Every time I think of something I want to do with RES Wisdom, I’m amazed at how easy it is to accomplish. For this example, the flow chart was more complicated to create than the actual Run Book.
What I wanted to do for this blog was create a Run Book that involved virtual machines. I thought of this very usable (I hope ;-) example in words:
– Create a Snapshot of a specific VM
– Implement changes to/in VM (e.g. Install SP2 on 2003 Server)
– If changes fail: revert to Snapshot
– Delete Snapshot
So, if a change to a VM fails, the machine is as “clean” as before!
Creating a flowchart from the words above resulted in this:
To build this Run Book I first created a Job to create a snapshot.
To make the Run Book easy to maintain and exchange (using Building Blocks), I used parameters for the server, the security context and the VM name.
On the Actions tab I selected “Create” and used a parameter for the Snapshot name.
In the same way, I created one job to revert the VM to the snapshot, and another job to delete the snapshot.
Then I created a Job to implement the change within the VM. For testing purposes the job I created was a changed the state of a service.
And, of course, I used a parameter for the service name so I could provide an existing (EventLog) or non existing (whatever) servicename.
When creating the Run Book I simply added the jobs in the right order.
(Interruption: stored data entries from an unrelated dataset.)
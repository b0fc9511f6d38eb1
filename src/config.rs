use std::fs;
use std::net::SocketAddr;
use std::path::PathBuf;
use std::time::Duration;

use serde::{Deserialize, Serialize};

use crate::document::{CanvasSize, DEFAULT_AUTHOR};
use crate::error::MapperError;
use crate::esi::DEFAULT_ESI_BASE_URL;
use crate::fetch::{DEFAULT_MAX_ATTEMPTS, DEFAULT_TIMEOUT, DEFAULT_USER_AGENT};
use crate::layout::{DEFAULT_LAYOUT_REGIONS, DEFAULT_LAYOUT_URL_TEMPLATE};
use crate::pipeline::{PipelineTuning, Stage, StageTuning};
use crate::store::{DEFAULT_GALAXY_FILE, DEFAULT_MAPS_DIR, validate_layout};

pub const DEFAULT_CONFIG_FILE: &str = "spyglass.json";
pub const DEFAULT_BIND: &str = "0.0.0.0:8334";

#[derive(Debug, Default, Deserialize, Serialize)]
pub struct Config {
    #[serde(default)]
    pub esi_base_url: Option<String>,
    #[serde(default)]
    pub layout_url_template: Option<String>,
    #[serde(default)]
    pub user_agent: Option<String>,
    #[serde(default)]
    pub request_timeout_secs: Option<u64>,
    #[serde(default)]
    pub max_attempts: Option<u32>,
    #[serde(default)]
    pub stages: StagesConfig,
    #[serde(default)]
    pub layout_regions: Option<Vec<String>>,
    #[serde(default)]
    pub canvas: CanvasConfig,
    #[serde(default)]
    pub author: Option<String>,
    #[serde(default)]
    pub output: OutputConfig,
    #[serde(default)]
    pub server: ServerConfig,
}

#[derive(Debug, Default, Deserialize, Serialize)]
pub struct StagesConfig {
    #[serde(default)]
    pub region: Option<StageConfig>,
    #[serde(default)]
    pub constellation: Option<StageConfig>,
    #[serde(default)]
    pub system: Option<StageConfig>,
    #[serde(default)]
    pub stargate: Option<StageConfig>,
}

#[derive(Debug, Default, Clone, Copy, Deserialize, Serialize)]
pub struct StageConfig {
    #[serde(default)]
    pub workers: Option<usize>,
    #[serde(default)]
    pub input_capacity: Option<usize>,
    #[serde(default)]
    pub output_capacity: Option<usize>,
}

#[derive(Debug, Default, Deserialize, Serialize)]
pub struct CanvasConfig {
    #[serde(default)]
    pub width: Option<i32>,
    #[serde(default)]
    pub height: Option<i32>,
}

#[derive(Debug, Default, Deserialize, Serialize)]
pub struct OutputConfig {
    #[serde(default)]
    pub galaxy_path: Option<String>,
    #[serde(default)]
    pub maps_dir: Option<String>,
}

#[derive(Debug, Default, Deserialize, Serialize)]
pub struct ServerConfig {
    #[serde(default)]
    pub bind: Option<String>,
}

#[derive(Debug, Clone)]
pub struct ResolvedConfig {
    pub esi_base_url: String,
    pub layout_url_template: String,
    pub user_agent: String,
    pub request_timeout: Duration,
    pub max_attempts: u32,
    pub tuning: PipelineTuning,
    pub layout_regions: Vec<String>,
    pub canvas: CanvasSize,
    /// `None` when configured as an empty string.
    pub author: Option<String>,
    pub galaxy_file: String,
    pub maps_dir: String,
    pub bind: SocketAddr,
}

impl Default for ResolvedConfig {
    fn default() -> Self {
        Self {
            esi_base_url: DEFAULT_ESI_BASE_URL.to_string(),
            layout_url_template: DEFAULT_LAYOUT_URL_TEMPLATE.to_string(),
            user_agent: DEFAULT_USER_AGENT.to_string(),
            request_timeout: DEFAULT_TIMEOUT,
            max_attempts: DEFAULT_MAX_ATTEMPTS,
            tuning: PipelineTuning::default(),
            layout_regions: DEFAULT_LAYOUT_REGIONS.iter().map(|r| r.to_string()).collect(),
            canvas: CanvasSize::default(),
            author: Some(DEFAULT_AUTHOR.to_string()),
            galaxy_file: DEFAULT_GALAXY_FILE.to_string(),
            maps_dir: DEFAULT_MAPS_DIR.to_string(),
            bind: SocketAddr::from(([0, 0, 0, 0], 8334)),
        }
    }
}

pub struct ConfigLoader;

impl ConfigLoader {
    /// Loads `path`, or `spyglass.json` when it exists. Without either the
    /// defaults apply.
    pub fn resolve(path: Option<&str>) -> Result<ResolvedConfig, MapperError> {
        let config_path = match path {
            Some(path) => PathBuf::from(path),
            None => PathBuf::from(DEFAULT_CONFIG_FILE),
        };

        if path.is_none() && !config_path.exists() {
            return Ok(ResolvedConfig::default());
        }

        let content = fs::read_to_string(&config_path)
            .map_err(|_| MapperError::ConfigRead(config_path.clone()))?;
        let config: Config = serde_json::from_str(&content)
            .map_err(|err| MapperError::ConfigParse(err.to_string()))?;

        Self::resolve_config(config)
    }

    pub fn resolve_config(config: Config) -> Result<ResolvedConfig, MapperError> {
        let defaults = ResolvedConfig::default();

        let esi_base_url = non_empty("esi_base_url", config.esi_base_url, defaults.esi_base_url)?;
        let layout_url_template = non_empty(
            "layout_url_template",
            config.layout_url_template,
            defaults.layout_url_template,
        )?;
        if !layout_url_template.contains("{region}") {
            return Err(invalid(
                "layout_url_template",
                "must contain the {region} placeholder",
            ));
        }
        let user_agent = non_empty("user_agent", config.user_agent, defaults.user_agent)?;

        let request_timeout = match config.request_timeout_secs {
            Some(0) => return Err(invalid("request_timeout_secs", "must be positive")),
            Some(secs) => Duration::from_secs(secs),
            None => defaults.request_timeout,
        };
        let max_attempts = match config.max_attempts {
            Some(0) => return Err(invalid("max_attempts", "must be at least 1")),
            Some(attempts) => attempts,
            None => defaults.max_attempts,
        };

        let tuning = PipelineTuning {
            region: resolve_stage(Stage::Region, config.stages.region)?,
            constellation: resolve_stage(Stage::Constellation, config.stages.constellation)?,
            system: resolve_stage(Stage::System, config.stages.system)?,
            stargate: resolve_stage(Stage::Stargate, config.stages.stargate)?,
        };

        let layout_regions = config.layout_regions.unwrap_or(defaults.layout_regions);
        if let Some(region) = layout_regions.iter().find(|r| r.trim().is_empty()) {
            return Err(invalid("layout_regions", &format!("empty region name {region:?}")));
        }

        let canvas = CanvasSize {
            width: config.canvas.width.unwrap_or(defaults.canvas.width),
            height: config.canvas.height.unwrap_or(defaults.canvas.height),
        };
        if canvas.width <= 0 || canvas.height <= 0 {
            return Err(invalid("canvas", "width and height must be positive"));
        }

        let author = match config.author {
            Some(author) if author.is_empty() => None,
            Some(author) => Some(author),
            None => defaults.author,
        };

        let galaxy_file = non_empty("output.galaxy_path", config.output.galaxy_path, defaults.galaxy_file)?;
        let maps_dir = non_empty("output.maps_dir", config.output.maps_dir, defaults.maps_dir)?;
        validate_layout(&galaxy_file, &maps_dir)?;

        let bind = match config.server.bind {
            Some(bind) => parse_bind(&bind)?,
            None => defaults.bind,
        };

        Ok(ResolvedConfig {
            esi_base_url,
            layout_url_template,
            user_agent,
            request_timeout,
            max_attempts,
            tuning,
            layout_regions,
            canvas,
            author,
            galaxy_file,
            maps_dir,
            bind,
        })
    }
}

pub fn parse_bind(value: &str) -> Result<SocketAddr, MapperError> {
    value
        .parse()
        .map_err(|err| invalid("server.bind", &format!("{value:?}: {err}")))
}

fn resolve_stage(stage: Stage, config: Option<StageConfig>) -> Result<StageTuning, MapperError> {
    let defaults = StageTuning::default_for(stage);
    let config = config.unwrap_or_default();
    let tuning = StageTuning {
        workers: config.workers.unwrap_or(defaults.workers),
        input_capacity: config.input_capacity.unwrap_or(defaults.input_capacity),
        output_capacity: config.output_capacity.unwrap_or(defaults.output_capacity),
    };
    for (name, value) in [
        ("workers", tuning.workers),
        ("input_capacity", tuning.input_capacity),
        ("output_capacity", tuning.output_capacity),
    ] {
        if value == 0 {
            return Err(invalid(&format!("stages.{stage}.{name}"), "must be at least 1"));
        }
    }
    Ok(tuning)
}

fn non_empty(field: &str, value: Option<String>, default: String) -> Result<String, MapperError> {
    match value {
        Some(value) if value.trim().is_empty() => Err(invalid(field, "must not be empty")),
        Some(value) => Ok(value),
        None => Ok(default),
    }
}

fn invalid(field: &str, message: &str) -> MapperError {
    MapperError::InvalidConfig {
        field: field.to_string(),
        message: message.to_string(),
    }
}
use std::collections::BTreeSet;

use tracing::debug;

use crate::domain::Galaxy;

/// A direct gate connection from `source` to `destination`.
#[derive(Debug, Clone, Copy, PartialEq, Eq, Hash, PartialOrd, Ord)]
pub struct Edge {
    pub source: i32,
    pub destination: i32,
}

/// Gate connections among `systems`, one per gate.
///
/// A mutual link shows up once from each side, so the result holds both
/// orientations. Systems unknown to the galaxy have no gates and contribute
/// nothing.
pub fn derive_edges(galaxy: &Galaxy, systems: &[i32]) -> Vec<Edge> {
    let members: BTreeSet<i32> = systems.iter().copied().collect();
    let mut edges = Vec::new();

    for &source in &members {
        let Some(system) = galaxy.system(source) else {
            debug!(system_id = source, "system not in galaxy, no gates to follow");
            continue;
        };
        edges.extend(
            system
                .neighbours()
                .filter(|destination| members.contains(destination))
                .map(|destination| Edge {
                    source,
                    destination,
                }),
        );
    }
    edges
}
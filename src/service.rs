use std::sync::Arc;

use serde::Serialize;

use crate::domain::Galaxy;
use crate::error::MapperError;
use crate::render::{Renderer, StatusSource};
use crate::store::MapStore;

#[derive(Debug, Clone, Serialize)]
pub struct MapListing {
    pub maps: Vec<String>,
}

/// Read side of the stored output. The galaxy is loaded once and shared,
/// map documents are read from disk on every request.
#[derive(Clone)]
pub struct MapService {
    store: MapStore,
    galaxy: Arc<Galaxy>,
    status: Arc<dyn StatusSource>,
}

impl MapService {
    pub fn new(store: MapStore, galaxy: Arc<Galaxy>, status: Arc<dyn StatusSource>) -> Self {
        Self {
            store,
            galaxy,
            status,
        }
    }

    pub fn open(store: MapStore, status: Arc<dyn StatusSource>) -> Result<Self, MapperError> {
        let galaxy = store.load_galaxy()?;
        Ok(Self::new(store, Arc::new(galaxy), status))
    }

    pub fn galaxy(&self) -> &Galaxy {
        &self.galaxy
    }

    pub fn list(&self) -> Result<MapListing, MapperError> {
        Ok(MapListing {
            maps: self.store.list_maps()?,
        })
    }

    pub fn render(&self, id: &str) -> Result<String, MapperError> {
        let document = self.store.load_map(id)?;
        Ok(Renderer::new(&self.galaxy, self.status.as_ref()).render(&document))
    }
}
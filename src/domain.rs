use std::collections::BTreeMap;

use serde::{Deserialize, Serialize};

#[derive(Debug, Clone, Copy, PartialEq, Default, Serialize, Deserialize)]
pub struct Position {
    pub x: f64,
    pub y: f64,
    pub z: f64,
}

#[derive(Debug, Clone, PartialEq, Eq, Default, Serialize, Deserialize)]
pub struct Planet {
    #[serde(rename = "planet_id")]
    pub id: i32,
    #[serde(default, skip_serializing_if = "Vec::is_empty")]
    pub asteroid_belts: Vec<i32>,
    #[serde(default, skip_serializing_if = "Vec::is_empty")]
    pub moons: Vec<i32>,
}

/// Points at a gate in another system. Only ever resolved by id lookup; the
/// target may live in another region or not exist at all.
#[derive(Debug, Clone, Copy, PartialEq, Eq, Hash, Default, Serialize, Deserialize)]
pub struct StargateDestination {
    pub stargate_id: i32,
    pub system_id: i32,
}

#[derive(Debug, Clone, PartialEq, Default, Serialize, Deserialize)]
pub struct Stargate {
    #[serde(rename = "stargate_id")]
    pub id: i32,
    pub name: String,
    pub type_id: i32,
    pub destination: StargateDestination,
    /// Not written to the galaxy snapshot.
    #[serde(skip)]
    pub position: Position,
}

#[derive(Debug, Clone, PartialEq, Default, Serialize, Deserialize)]
pub struct System {
    #[serde(rename = "system_id")]
    pub id: i32,
    #[serde(default, skip_serializing_if = "String::is_empty")]
    pub name: String,
    #[serde(default, skip_serializing_if = "String::is_empty")]
    pub security_class: String,
    pub security_status: f64,
    #[serde(default)]
    pub planets: Vec<Planet>,
    #[serde(default)]
    pub position: Position,
    #[serde(default, skip_serializing_if = "Option::is_none")]
    pub star_id: Option<i32>,
    #[serde(default, skip_serializing_if = "BTreeMap::is_empty")]
    pub stargates: BTreeMap<i32, Stargate>,
    #[serde(default, skip_serializing_if = "Vec::is_empty")]
    pub stations: Vec<i32>,
}

impl System {
    /// Systems directly reachable through this system's gates, in gate order.
    pub fn neighbours(&self) -> impl Iterator<Item = i32> + '_ {
        self.stargates
            .values()
            .map(|gate| gate.destination.system_id)
    }
}

#[derive(Debug, Clone, PartialEq, Default, Serialize, Deserialize)]
pub struct Constellation {
    #[serde(rename = "constellation_id")]
    pub id: i32,
    pub name: String,
    #[serde(default)]
    pub position: Position,
    #[serde(default)]
    pub systems: BTreeMap<i32, System>,
}

#[derive(Debug, Clone, PartialEq, Default, Serialize, Deserialize)]
pub struct Region {
    #[serde(rename = "region_id")]
    pub id: i32,
    pub name: String,
    #[serde(default, skip_serializing_if = "String::is_empty")]
    pub description: String,
    #[serde(default, skip_serializing_if = "BTreeMap::is_empty")]
    pub constellations: BTreeMap<i32, Constellation>,
}

#[derive(Debug, Clone, Copy, PartialEq, Eq)]
pub struct SystemLocation {
    pub region_id: i32,
    pub constellation_id: i32,
}

/// The whole assembled universe, keyed by region id.
#[derive(Debug, Clone, PartialEq, Default, Serialize, Deserialize)]
#[serde(transparent)]
pub struct Galaxy {
    regions: BTreeMap<i32, Region>,
}

impl Galaxy {
    pub fn new(regions: BTreeMap<i32, Region>) -> Self {
        Self { regions }
    }

    pub fn regions(&self) -> &BTreeMap<i32, Region> {
        &self.regions
    }

    pub fn region(&self, id: i32) -> Option<&Region> {
        self.regions.get(&id)
    }

    /// Looks a region up by display name. Layout sources write spaces as
    /// underscores (`The_Forge`), so both spellings match.
    pub fn region_by_name(&self, name: &str) -> Option<&Region> {
        let wanted = name.replace('_', " ");
        self.regions
            .values()
            .find(|region| region.name == name || region.name == wanted)
    }

    pub fn systems(&self) -> impl Iterator<Item = (&Region, &Constellation, &System)> + '_ {
        self.regions.values().flat_map(|region| {
            region.constellations.values().flat_map(move |constellation| {
                constellation
                    .systems
                    .values()
                    .map(move |system| (region, constellation, system))
            })
        })
    }

    pub fn system(&self, id: i32) -> Option<&System> {
        self.regions
            .values()
            .flat_map(|region| region.constellations.values())
            .find_map(|constellation| constellation.systems.get(&id))
    }

    pub fn locate(&self, id: i32) -> Option<SystemLocation> {
        self.systems()
            .find(|(_, _, system)| system.id == id)
            .map(|(region, constellation, _)| SystemLocation {
                region_id: region.id,
                constellation_id: constellation.id,
            })
    }

    /// Display name for a system, falling back to the raw id.
    pub fn system_name(&self, id: i32) -> String {
        match self.system(id) {
            Some(system) if !system.name.is_empty() => system.name.clone(),
            _ => id.to_string(),
        }
    }

    pub fn system_count(&self) -> usize {
        self.systems().count()
    }

    pub fn stargate_count(&self) -> usize {
        self.systems()
            .map(|(_, _, system)| system.stargates.len())
            .sum()
    }
}
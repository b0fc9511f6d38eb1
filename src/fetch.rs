use std::time::Duration;

use reqwest::StatusCode;
use reqwest::blocking::Client;
use reqwest::header::{HeaderMap, HeaderValue, USER_AGENT};
use serde::de::DeserializeOwned;
use tracing::debug;

use crate::error::MapperError;

pub const DEFAULT_MAX_ATTEMPTS: u32 = 8;
pub const DEFAULT_TIMEOUT: Duration = Duration::from_secs(30);
pub const DEFAULT_USER_AGENT: &str = "Crypta Electrica - Spyglass Map Gen";

/// Body bytes are only guaranteed to be present for a 200 response.
#[derive(Debug, Clone, PartialEq, Eq)]
pub struct RawResponse {
    pub status: u16,
    pub body: Vec<u8>,
}

impl RawResponse {
    pub fn is_ok(&self) -> bool {
        self.status == StatusCode::OK.as_u16()
    }
}

pub trait Transport: Send + Sync {
    fn get(&self, url: &str) -> Result<RawResponse, MapperError>;
}

#[derive(Clone)]
pub struct HttpTransport {
    client: Client,
}

impl HttpTransport {
    pub fn new(user_agent: &str, timeout: Duration) -> Result<Self, MapperError> {
        let mut headers = HeaderMap::new();
        headers.insert(
            USER_AGENT,
            HeaderValue::from_str(user_agent)
                .map_err(|err| MapperError::HttpClient(err.to_string()))?,
        );
        let client = Client::builder()
            .default_headers(headers)
            .timeout(timeout)
            .build()
            .map_err(|err| MapperError::HttpClient(err.to_string()))?;
        Ok(Self { client })
    }
}

impl Transport for HttpTransport {
    fn get(&self, url: &str) -> Result<RawResponse, MapperError> {
        let response = self
            .client
            .get(url)
            .send()
            .map_err(|err| MapperError::Transport {
                url: url.to_string(),
                message: err.to_string(),
            })?;
        let status = response.status().as_u16();
        if response.status() != StatusCode::OK {
            return Ok(RawResponse {
                status,
                body: Vec::new(),
            });
        }
        let body = response.bytes().map_err(|err| MapperError::Decode {
            url: url.to_string(),
            message: format!("failed to read body: {err}"),
        })?;
        Ok(RawResponse {
            status,
            body: body.to_vec(),
        })
    }
}

/// GET-and-decode with a bounded number of attempts.
///
/// Only non-200 statuses are retried, immediately and without backoff.
/// Transport and decode failures end the call on the spot.
#[derive(Clone)]
pub struct FetchClient<T: Transport> {
    transport: T,
    max_attempts: u32,
}

impl<T: Transport> FetchClient<T> {
    pub fn new(transport: T, max_attempts: u32) -> Self {
        Self {
            transport,
            max_attempts: max_attempts.max(1),
        }
    }

    pub fn transport(&self) -> &T {
        &self.transport
    }

    pub fn max_attempts(&self) -> u32 {
        self.max_attempts
    }

    pub fn get_json<D: DeserializeOwned>(&self, url: &str) -> Result<D, MapperError> {
        for attempt in 1..=self.max_attempts {
            let response = self.transport.get(url)?;
            if !response.is_ok() {
                debug!(url, attempt, status = response.status, "transient fetch failure");
                continue;
            }
            return serde_json::from_slice(&response.body).map_err(|err| MapperError::Decode {
                url: url.to_string(),
                message: format!("{err}; body: {}", body_preview(&response.body)),
            });
        }
        Err(MapperError::RetriesExceeded {
            url: url.to_string(),
            attempts: self.max_attempts,
        })
    }
}

fn body_preview(body: &[u8]) -> String {
    const LIMIT: usize = 256;
    let text = String::from_utf8_lossy(body);
    match text.char_indices().nth(LIMIT) {
        Some((cut, _)) => format!("{}...", &text[..cut]),
        None => text.into_owned(),
    }
}
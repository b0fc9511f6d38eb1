pub mod app;
pub mod assemble;
pub mod config;
pub mod connectivity;
pub mod document;
pub mod domain;
pub mod error;
pub mod esi;
pub mod fetch;
pub mod layout;
pub mod output;
pub mod pipeline;
pub mod render;
pub mod server;
pub mod service;
pub mod store;
pub mod svg;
Since Wisdom runs through all jobs sequentially and by default exits the sequence on error, I only had to do two things:
1) Continue Run Book on error on the “Implement Change” Job:
2) Set a condition on the “Revert” Job with “Status of previously executed Job = Failed”. When this is True; “Execute this job”. When it’s false; “Skip this job”:
After doing this I AutoCreated and AutoLinked the parameters. Since the ESX host probably won’t change in the same environment I gave it a value and untagged the “Input new value when scheduling Job”. The snapshot only exists within the Run Book, so I gave this a value as well; Wisdom@[GUID]. The last parameter I prefilled was the SecurityContext, which also won’t change too often. The only two parameters you’ll need to provide are the names of the VM and the service.
The really cool thing is, when the change fails (e.g. provide a service name that does not exist) Snapshot Intelligence kicks in because it notices a revert to snapshot. On the SI tab you can see the Job that failed so you can adjust it.
To create this Run Book for an ESX(i) server is very easy, since RES Wisdom 2009 natively supports this VMware version. However, I’ve tried it using VMware Workstation’s VMrun command and this works just as good.
I’m convinced the same can be achieved for both XenServer and Hyper-V.
Your best bet would be to look at the PowerShell options for both hypervisors.
Now the only thing to watch out for is that, while scheduling the Run Book, you select the same machine to create the snapshot from as the VM you implement the change in (I’m talking from experience ;-).